Abstract Background: Spinal muscular atrophy (SMA) is the most common neurodegenerative disease in childhood. Since motor neuron injury is mostly not reversible, early diagnosis and treatment are essential to prevent major disability. The aim of this study was to assess the impact of newborn screening (NBS) for SMA on clinical outcome.
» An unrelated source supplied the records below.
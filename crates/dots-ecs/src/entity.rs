//! Entity identifiers with versioned indices.
//!
//! Entities use a versioned index pattern to safely reuse slots while
//! detecting stale references. The all-zero bit pattern is [`Entity::NULL`],
//! so zero-initialised chunk memory never refers to a live entity.

use std::fmt;

use bytemuck::{Pod, Zeroable};

/// Raw entity index into the entity table.
pub type EntityId = u32;

/// A unique identifier for an entity in the world.
///
/// Stored verbatim inside chunk memory, so the layout is fixed:
/// `index` at offset 0, `version` at offset 4.
#[derive(Clone, Copy, PartialEq, Eq, Hash, PartialOrd, Ord, Default, Pod, Zeroable)]
#[repr(C)]
pub struct Entity {
    index: EntityId,
    version: u32,
}

impl Entity {
    /// The null entity. Never alive; versions start at 1.
    pub const NULL: Self = Self {
        index: 0,
        version: 0,
    };

    /// Size of an entity as stored in chunk memory.
    pub const SIZE: usize = std::mem::size_of::<Self>();

    /// Create an entity from an index and version.
    #[must_use]
    pub const fn new(index: EntityId, version: u32) -> Self {
        Self { index, version }
    }

    /// Get the entity's index.
    #[must_use]
    pub const fn index(self) -> EntityId {
        self.index
    }

    /// Get the entity's version.
    #[must_use]
    pub const fn version(self) -> u32 {
        self.version
    }

    /// Whether this is the null entity.
    #[must_use]
    pub const fn is_null(self) -> bool {
        self.index == 0 && self.version == 0
    }

    /// Pack entity into a single u64.
    #[must_use]
    pub const fn to_bits(self) -> u64 {
        ((self.version as u64) << 32) | (self.index as u64)
    }

    /// Unpack entity from a u64.
    #[must_use]
    pub const fn from_bits(bits: u64) -> Self {
        Self {
            index: bits as u32,
            version: (bits >> 32) as u32,
        }
    }
}

impl fmt::Debug for Entity {
    fn fmt(&self, f: &mut fmt::Formatter<'_>) -> fmt::Result {
        if self.is_null() {
            return f.write_str("Entity(null)");
        }
        write!(f, "Entity({}v{})", self.index, self.version)
    }
}

impl fmt::Display for Entity {
    fn fmt(&self, f: &mut fmt::Formatter<'_>) -> fmt::Result {
        write!(f, "{}v{}", self.index, self.version)
    }
}

/// Where an entity's data lives.
#[derive(Clone, Copy, Debug, PartialEq, Eq)]
pub struct EntityLocation {
    /// Archetype containing this entity.
    pub archetype: crate::ArchetypeId,
    /// Index into the archetype's chunk list.
    pub chunk: u32,
    /// Row within the chunk.
    pub row: u32,
}

#[derive(Clone, Copy, Debug)]
struct EntitySlot {
    version: u32,
    location: Option<EntityLocation>,
}

/// Allocator for entity slots with version tracking and locations.
///
/// Maintains a free list of recycled slots. A slot's version is bumped each
/// time it is freed so stale handles stop resolving.
#[derive(Default)]
pub struct EntityAllocator {
    slots: Vec<EntitySlot>,
    free_list: Vec<EntityId>,
    alive_count: u32,
}

impl EntityAllocator {
    /// Create a new entity allocator.
    #[must_use]
    pub const fn new() -> Self {
        Self {
            slots: Vec::new(),
            free_list: Vec::new(),
            alive_count: 0,
        }
    }

    /// Allocate a new entity at the given location.
    pub fn allocate(&mut self, location: EntityLocation) -> Entity {
        self.alive_count += 1;

        if let Some(index) = self.free_list.pop() {
            let slot = &mut self.slots[index as usize];
            slot.location = Some(location);
            Entity::new(index, slot.version)
        } else {
            let index = self.slots.len() as EntityId;
            self.slots.push(EntitySlot {
                version: 1,
                location: Some(location),
            });
            Entity::new(index, 1)
        }
    }

    /// Deallocate an entity, making its slot available for reuse.
    ///
    /// Returns `true` if the entity was alive.
    pub fn deallocate(&mut self, entity: Entity) -> bool {
        if !self.is_alive(entity) {
            return false;
        }

        let slot = &mut self.slots[entity.index() as usize];
        slot.version = slot.version.wrapping_add(1).max(1);
        slot.location = None;
        self.free_list.push(entity.index());
        self.alive_count -= 1;
        true
    }

    /// Reset the allocator to exactly `count` live entities `(0..count, v1)`
    /// with no location yet. Locations are filled in with [`Self::set_location`].
    pub fn reset_dense(&mut self, count: u32) {
        self.slots.clear();
        self.free_list.clear();
        self.slots.resize(
            count as usize,
            EntitySlot {
                version: 1,
                location: None,
            },
        );
        self.alive_count = count;
    }

    /// Give a reserved entity its first location.
    ///
    /// Returns false if the slot does not exist, the version differs, or the
    /// entity was already placed.
    pub fn place(&mut self, entity: Entity, location: EntityLocation) -> bool {
        match self.slots.get_mut(entity.index() as usize) {
            Some(slot) if slot.version == entity.version() && slot.location.is_none() => {
                slot.location = Some(location);
                true
            }
            _ => false,
        }
    }

    /// Check if an entity is currently alive.
    #[must_use]
    pub fn is_alive(&self, entity: Entity) -> bool {
        self.slots
            .get(entity.index() as usize)
            .is_some_and(|slot| slot.version == entity.version() && slot.location.is_some())
    }

    /// Get the location of a live entity.
    #[must_use]
    pub fn location(&self, entity: Entity) -> Option<EntityLocation> {
        let slot = self.slots.get(entity.index() as usize)?;
        if slot.version != entity.version() {
            return None;
        }
        slot.location
    }

    /// Update the location of an entity slot.
    pub fn set_location(&mut self, entity: Entity, location: EntityLocation) {
        if let Some(slot) = self.slots.get_mut(entity.index() as usize) {
            if slot.version == entity.version() {
                slot.location = Some(location);
            }
        }
    }

    /// Get the number of currently alive entities.
    #[must_use]
    pub const fn alive_count(&self) -> u32 {
        self.alive_count
    }

    /// Get the total number of slots (including recycled ones).
    #[must_use]
    pub fn capacity(&self) -> usize {
        self.slots.len()
    }
}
Methods: The pilot project started in January 2018 in Germany and is still ongoing. Genetic screening via PCR of the SMN1 gene from dried blood spots was implemented in the routine NBS structure. Follow-up included neurophysiological examinations, CHOP INTEND and HINE-2.Results: Among 297,163 screened children, 43 cases of SMA were identified, resulting in an incidence of 1:6910. In 21 patients with ≤3 SMN2 copies, treatment with nusinersen according to the FDA/EMA guidelines was started age 14-39 days. Median follow-up period, regarding motor milestones was 12.3 months (range 1.5-26 months). All pre-symptomatically treated patients remained asymptomatic as far as age at last examination already allows this statement. 41% of patients with 2 SMN2 copies had already early, mostly subtle signs of disease. These patients reached motor milestones, however with a certain delay. None developed respiratory symptoms. Two untreated patients with 2 SMN2 copies died. Four untreated patients with 3 SMN2 copies, one of whom was initially diagnosed with 4 SMN2 copies by a different method, developed proximal weakness at ages 6-11 months. Two siblings of babies with 4 SMN2 copies were identified with a missed diagnosis of SMA 3. Conclusion: Identification of newborns with infantile SMA improves neurodevelopmental outcome enormously. It should be introduced in all countries where therapy is available. Detection of SMA via NBS did not increase the incidence compared to the known incidence rate. Early treatment of patients with 4 SMN2 copies should be considered.